Os sistemas judiciário e penal entraram em colapso, o que os transformaram num retroalimentador da violência. Como não havia capacidade para julgar tanta gente e as unidades prisionais sem condições de acomodar aquela massa humana, quem abria mão do direito de se armar para fazer justiça com as próprias mãos não teve outra alternativa a não ser entrar na dança, o que gerou mais violência, mais morte e mais gente esperando vaga para ser presa. Uma das soluções encontradas pelo governo foi esvaziar o arquipélago de Fernando de Noronha a retroceder de ponto turístico a prisão, como inclusive foi utilizado entre 1737 e 1939. Além de poder isolar mais gente, a ordem era para constantes chacinas de presos, o que levou o País a dezenas de sanções na Organização das Nações Unidas.

Apesar do início nada promissor, Martim tinha uma fatia considerável da população nas mãos. Prontos a repetir os discursos do líder, o terço fiel conseguiu garantir mais um segundo mandato. À base da força dessa fatia já um pouco mais encolhida, mas com os tentáculos estendidos a todas as polícias militares do país, ele propôs uma emenda constitucional que daria ao povo o direito de escolher se ele poderia disputar uma terceira empreitada. A campanha do que ficou chamada pela oposição de PEC da Ditadura passou, assim como já havia passado antes a proposta de retorno do voto manual.

Mesmo com flagrantes fraudes denunciadas inclusive por organismos internacionais, o terceiro mandato foi confirmado. Mas a partir do segundo ano, a situação tornou-se insustentável. A pobreza generalizada no país ameaçou até quem dela se aproveitou para enriquecer. O consumo praticamente parou porque quem trabalhava só o fazia para comer. Quem produzisse qualquer coisa que não fosse comestível, quebrava. Isso minou as duas bases de apoio do presidente: o poder econômico, sem condições de se sustentar sem consumo e as forças de segurança, achatadas pela perda de poder, já que o clima de convulsão social estava fora de controle, além da catástrofe econômica. Só uma elite ruralista, alçada a quase donos do País, seguia firme com o líder, atrás de lucros a cada mês mais astronômicos.

No dia em que deixou o governo definitivamente, Martim Coelho sequer conseguiu passar o cargo para Magalhães Neto, seu sucessor, eleito no voto de papel, mas sem fraude — ao menos as denúncias que chegaram mostraram-se infundadas. Uma multidão revoltada, ameaçava o retirante mandatário. Ele saiu por uma passagem secreta, subterrânea, e pegou um avião da Guarda Aérea Nacional para destino ignorado. Seus filhos homens haviam deixado Vera Cruz duas semanas antes da posse, assim como a esposa, Laura. Quem tinha destino ignorado era Lia, a caçula e única filha mulher.
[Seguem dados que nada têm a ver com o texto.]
//! Time management helper

use std::time::Duration;

use crate::board::Color;

/// Clock information of a `go` command, all in milliseconds.
#[derive(Debug, Clone, Copy, Default, PartialEq, Eq)]
pub struct Limits {
    pub wtime: Option<u64>,
    pub btime: Option<u64>,
    pub winc: Option<u64>,
    pub binc: Option<u64>,
    pub movestogo: Option<u64>,
    pub movetime: Option<u64>,
}

pub struct TimeManager {
    /// Used when neither `movetime` nor the mover's clock is given
    pub default_move_time_ms: u64,
}

impl TimeManager {
    pub fn new(default_move_time_ms: u64) -> Self {
        Self { default_move_time_ms }
    }

    /// Time budget for the next move of `side`
    pub fn allocate_time(&self, limits: &Limits, side: Color) -> Duration {
        if let Some(mt) = limits.movetime {
            return Duration::from_millis(mt);
        }

        let (remaining, increment) = match side {
            Color::White => (limits.wtime, limits.winc),
            Color::Black => (limits.btime, limits.binc),
        };
        let Some(remaining) = remaining else {
            return Duration::from_millis(self.default_move_time_ms);
        };

        // Default 40, min 2 to avoid huge time alloc
        let moves_to_go = limits.movestogo.unwrap_or(40).max(2);
        let base_time = (remaining / moves_to_go).max(10);
        let increment_bonus = increment.map(|inc| inc * 8 / 10).unwrap_or(0);
        Duration::from_millis(base_time + increment_bonus)
    }
}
Depois deste 1 de janeiro de 2031 muito se procurou pelo ex-comandante da Nação. E mesmo com tantas ferramentas de comunicação, que inclusive foram decisivas para mantê-lo no poder durante tanto tempo, ninguém o encontrava. O núcleo duro de seu governo estava todo espalhado pelo mundo. O mês anterior a posse de CMN viu uma verdadeira debandada de ministros e assessores do primeiro escalão. Como o processo de transição fora negado à gestão que se iniciaria, descobriu-se depois a maior queima de arquivo da história do país. No dia da posse, a Esplanada dos Ministérios era quase tão deserta quanto o novo visual da Amazônia.
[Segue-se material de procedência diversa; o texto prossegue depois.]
#[cfg(test)]
mod tests {
    use super::*;
    use crate::utils::from_algebraic;

    fn sq(name: &str) -> usize {
        from_algebraic(name).unwrap()
    }

    fn uci_moves(board: &Board) -> Vec<String> {
        let mut moves: Vec<String> = board.legal_moves().iter().map(|m| m.to_string()).collect();
        moves.sort();
        moves
    }

    fn has(board: &Board, text: &str) -> bool {
        board.legal_moves().iter().any(|m| m.to_string() == text)
    }

    /// Walk the tree and check that no generated move leaves the mover's king
    /// attacked.
    fn assert_all_legal(board: &mut Board, depth: u32) {
        if depth == 0 {
            return;
        }
        for mv in board.legal_moves().to_vec() {
            let mover = board.side_to_move();
            board.make_move(mv);
            let king = board.king_square(mover);
            assert!(
                !board.is_square_attacked(king, !mover),
                "{} leaves king en prise in {:?}",
                mv,
                board
            );
            assert_all_legal(board, depth - 1);
            board.unmake_move(mv);
        }
    }

    #[test]
    fn test_generated_moves_are_legal() {
        let fens = [
            "r3k2r/p1ppqpb1/bn2pnp1/3PN3/1p2P3/2N2Q1p/PPPBBPPP/R3K2R w KQkq - 0 1",
            "8/2p5/3p4/KP5r/1R3p1k/8/4P1P1/8 w - - 0 1",
            "r3k2r/Pppp1ppp/1b3nbN/nP6/BBP1P3/q4N2/Pp1P2PP/R2Q1RK1 w kq - 0 1",
            "rnbq1k1r/pp1Pbppp/2p5/8/2B5/8/PPP1NnPP/RNBQK2R w KQ - 1 8",
        ];
        for fen in fens {
            let mut board = Board::from_fen(fen).unwrap();
            assert_all_legal(&mut board, 3);
        }
    }

    #[test]
    fn test_double_check_only_king_moves() {
        // Rook e8 and bishop b4 both check the king on e1
        let board = Board::from_fen("4r1k1/8/8/8/1b6/8/8/4K1N1 w - - 0 1").unwrap();
        assert_eq!(board.checkmask(), 0);
        assert!(!board.legal_moves().is_empty());
        for mv in board.legal_moves() {
            assert_eq!(mv.from(), sq("e1"), "non-king move {} under double check", mv);
        }
    }

    #[test]
    fn test_single_check_mask_is_segment() {
        let board = Board::from_fen("4r1k1/8/8/8/8/8/8/R3K3 w - - 0 1").unwrap();
        let expected = (1..=7).fold(0u64, |m, r| m | bit(sq("e1") + 8 * r)) & !bit(sq("e1"));
        assert_eq!(board.checkmask(), expected);
        // Ra1 cannot reach the e-file
        assert!(board.legal_moves().iter().all(|m| m.from() == sq("e1")));
        assert!(!has(&board, "e1e2"), "king may not retreat along the checking ray");
    }

    #[test]
    fn test_knight_check_must_capture_or_move_king() {
        let board = Board::from_fen("4k3/8/8/8/8/3n4/8/R3K2R w KQ - 0 1").unwrap();
        assert_eq!(board.checkmask(), bit(sq("d3")));
        assert!(!has(&board, "e1g1") && !has(&board, "e1c1"));
        for mv in board.legal_moves() {
            assert!(mv.from() == sq("e1") || mv.to() == sq("d3"));
        }
    }

    #[test]
    fn test_pinned_pieces() {
        // Bishop d2 pinned by rook d8 (orthogonal), knight f2 pinned by queen h4
        let board = Board::from_fen("3r2k1/8/8/8/7q/8/3B1N2/3K4 w - - 0 1").unwrap();
        let (hv, d12) = board.pins();
        assert_eq!(hv, bit(sq("d2")));
        assert_eq!(d12, 0);
        assert!(board.legal_moves().iter().all(|m| m.from() != sq("d2")));

        let board = Board::from_fen("6k1/8/8/8/7q/8/5N2/4K3 w - - 0 1").unwrap();
        assert_eq!(board.pins().1, bit(sq("f2")));
        assert!(board.legal_moves().iter().all(|m| m.from() != sq("f2")));
    }

    #[test]
    fn test_pinned_slider_moves_along_pin() {
        let board = Board::from_fen("4r1k1/8/8/8/8/8/4R3/4K3 w - - 0 1").unwrap();
        let rook: Vec<String> = uci_moves(&board).into_iter().filter(|m| m.starts_with("e2")).collect();
        assert_eq!(rook, vec!["e2e3", "e2e4", "e2e5", "e2e6", "e2e7", "e2e8"]);
    }

    #[test]
    fn test_pinned_pawn_rules() {
        // Pawn e2 pinned on the file may push but not capture
        let board = Board::from_fen("4r1k1/8/8/8/8/3p1p2/4P3/4K3 w - - 0 1").unwrap();
        assert!(has(&board, "e2e3") && has(&board, "e2e4"));
        assert!(!has(&board, "e2d3") && !has(&board, "e2f3"));

        // Pawn d2 pinned on the a5-e1 diagonal may only take the pinner's way
        let board = Board::from_fen("6k1/8/8/8/8/2b1p3/3P4/4K3 w - - 0 1").unwrap();
        assert!(has(&board, "d2c3"));
        assert!(!has(&board, "d2e3") && !has(&board, "d2d3") && !has(&board, "d2d4"));

        // Pawn pinned along the rank cannot move at all
        let board = Board::from_fen("6k1/8/8/8/8/8/r2PK3/8 w - - 0 1").unwrap();
        assert!(board.legal_moves().iter().all(|m| m.from() != sq("d2")));
    }

    #[test]
    fn test_en_passant_horizontal_discovered_check() {
        // Taking d5xe6 would remove both pawns from the fifth rank and expose
        // the king on a5 to the rook on h5
        let board = Board::from_fen("8/8/8/K2Pp2r/8/8/8/7k w - e6 0 1").unwrap();
        assert!(has(&board, "d5d6"));
        assert!(!has(&board, "d5e6"));

        let board = Board::from_fen("8/8/8/K2Pp3/8/8/8/7k w - e6 0 1").unwrap();
        assert!(has(&board, "d5e6"));
    }

    #[test]
    fn test_en_passant_resolves_pawn_check() {
        // Black pawn d5 just double-pushed and checks the king on e4
        let board = Board::from_fen("8/8/8/3pP3/4K3/8/8/7k w - d6 0 1").unwrap();
        assert!(board.in_check());
        assert!(has(&board, "e5d6"));
    }

    #[test]
    fn test_castling_rules() {
        let open = Board::from_fen("r3k2r/8/8/8/8/8/8/R3K2R w KQkq - 0 1").unwrap();
        assert!(has(&open, "e1g1") && has(&open, "e1c1"));

        // Rights cleared
        let no_rights = Board::from_fen("r3k2r/8/8/8/8/8/8/R3K2R w kq - 0 1").unwrap();
        assert!(!has(&no_rights, "e1g1") && !has(&no_rights, "e1c1"));

        // Transit square f1 attacked by the rook on f8
        let attacked = Board::from_fen("r3kr2/8/8/8/8/8/8/R3K2R w KQ - 0 1").unwrap();
        assert!(!has(&attacked, "e1g1") && has(&attacked, "e1c1"));

        // Destination c1 attacked; b1 attacked alone does not matter
        let dest = Board::from_fen("2r1k3/8/8/8/8/8/8/R3K2R w KQ - 0 1").unwrap();
        assert!(!has(&dest, "e1c1") && has(&dest, "e1g1"));
        let b_file = Board::from_fen("1r2k3/8/8/8/8/8/8/R3K2R w KQ - 0 1").unwrap();
        assert!(has(&b_file, "e1c1"));

        // Piece between king and rook
        let blocked = Board::from_fen("4k3/8/8/8/8/8/8/RN2K1NR w KQ - 0 1").unwrap();
        assert!(!has(&blocked, "e1g1") && !has(&blocked, "e1c1"));

        // In check
        let checked = Board::from_fen("4r1k1/8/8/8/8/8/8/R3K2R w KQ - 0 1").unwrap();
        assert!(!has(&checked, "e1g1") && !has(&checked, "e1c1"));
    }

    #[test]
    fn test_promotions_generate_four_moves() {
        let board = Board::from_fen("3r3k/4P3/8/8/8/8/8/K7 w - - 0 1").unwrap();
        let promos: Vec<String> = uci_moves(&board).into_iter().filter(|m| m.len() == 5).collect();
        assert_eq!(
            promos,
            vec!["e7d8b", "e7d8n", "e7d8q", "e7d8r", "e7e8b", "e7e8n", "e7e8q", "e7e8r"]
        );
        assert!(board
            .legal_moves()
            .iter()
            .filter(|m| m.to() == sq("d8"))
            .all(|m| m.is_capture()));
    }

    #[test]
    fn test_king_cannot_walk_into_attack() {
        let board = Board::from_fen("8/8/8/8/8/5k2/8/4K3 w - - 0 1").unwrap();
        assert_eq!(uci_moves(&board), vec!["e1d1", "e1d2", "e1f1"]);
    }

    #[test]
    fn test_checkmate_and_stalemate_have_no_moves() {
        let mate = Board::from_fen("rnb1kbnr/pppp1ppp/8/4p3/6Pq/5P2/PPPPP2P/RNBQKBNR w KQkq - 1 3").unwrap();
        assert!(mate.legal_moves().is_empty());
        assert!(mate.in_check());

        let stale = Board::from_fen("7k/5Q2/6K1/8/8/8/8/8 b - - 0 1").unwrap();
        assert!(stale.legal_moves().is_empty());
        assert!(!stale.in_check());
    }

    #[test]
    fn test_order_moves_puts_tt_move_and_captures_first() {
        let board = Board::from_fen("4k3/8/8/3q4/4P3/8/8/4K2R w K - 0 1").unwrap();
        let capture = board.parse_move("e4d5").unwrap();
        let tt_move = board.parse_move("h1h8").unwrap();
        let ordered = board.order_moves(board.legal_moves(), tt_move);
        assert_eq!(ordered[0], tt_move);
        assert_eq!(ordered[1], capture);
        assert_eq!(board.move_order_score(capture, Move::NULL), 10 * 900 - 100);
        assert_eq!(ordered.len(), board.legal_moves().len());
    }
}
Depois de muito tempo descobriu-se que Coelho entrincheirou-se em Cidade do Ouro, onde foi criado a partir dos 10 anos de idade. Várias foram as tentativas de entrevistas, inclusive de veículos de imprensa internacionais. Mas os seguranças que ele tem direito por ser ex-presidente afastam qualquer curioso. Às vezes com tiros, se o incauto insistir demais, o que levou, pouco a pouco as tentativas diminuírem e, finalmente, ninguém mais o procurar. Até que um repórter de férias na cidade resolveu se isolar no extremo sul. Numa manhã quente de janeiro viu um homem pescando amparado por uma mulher, provavelmente sua filha, e teve a certeza de que se tratava de Martim Coelho. Aguardou a pescaria terminar para abordá-lo.

- Seu Martim?

- Que é?

- O senhor é Martim de Sá Coelho?

- Sou — disse o idoso, caminhando com dificuldade, com a mulher segurando-lhe o braço direito e um homem, provavelmente o segurança, chegando para segurar o esquerdo.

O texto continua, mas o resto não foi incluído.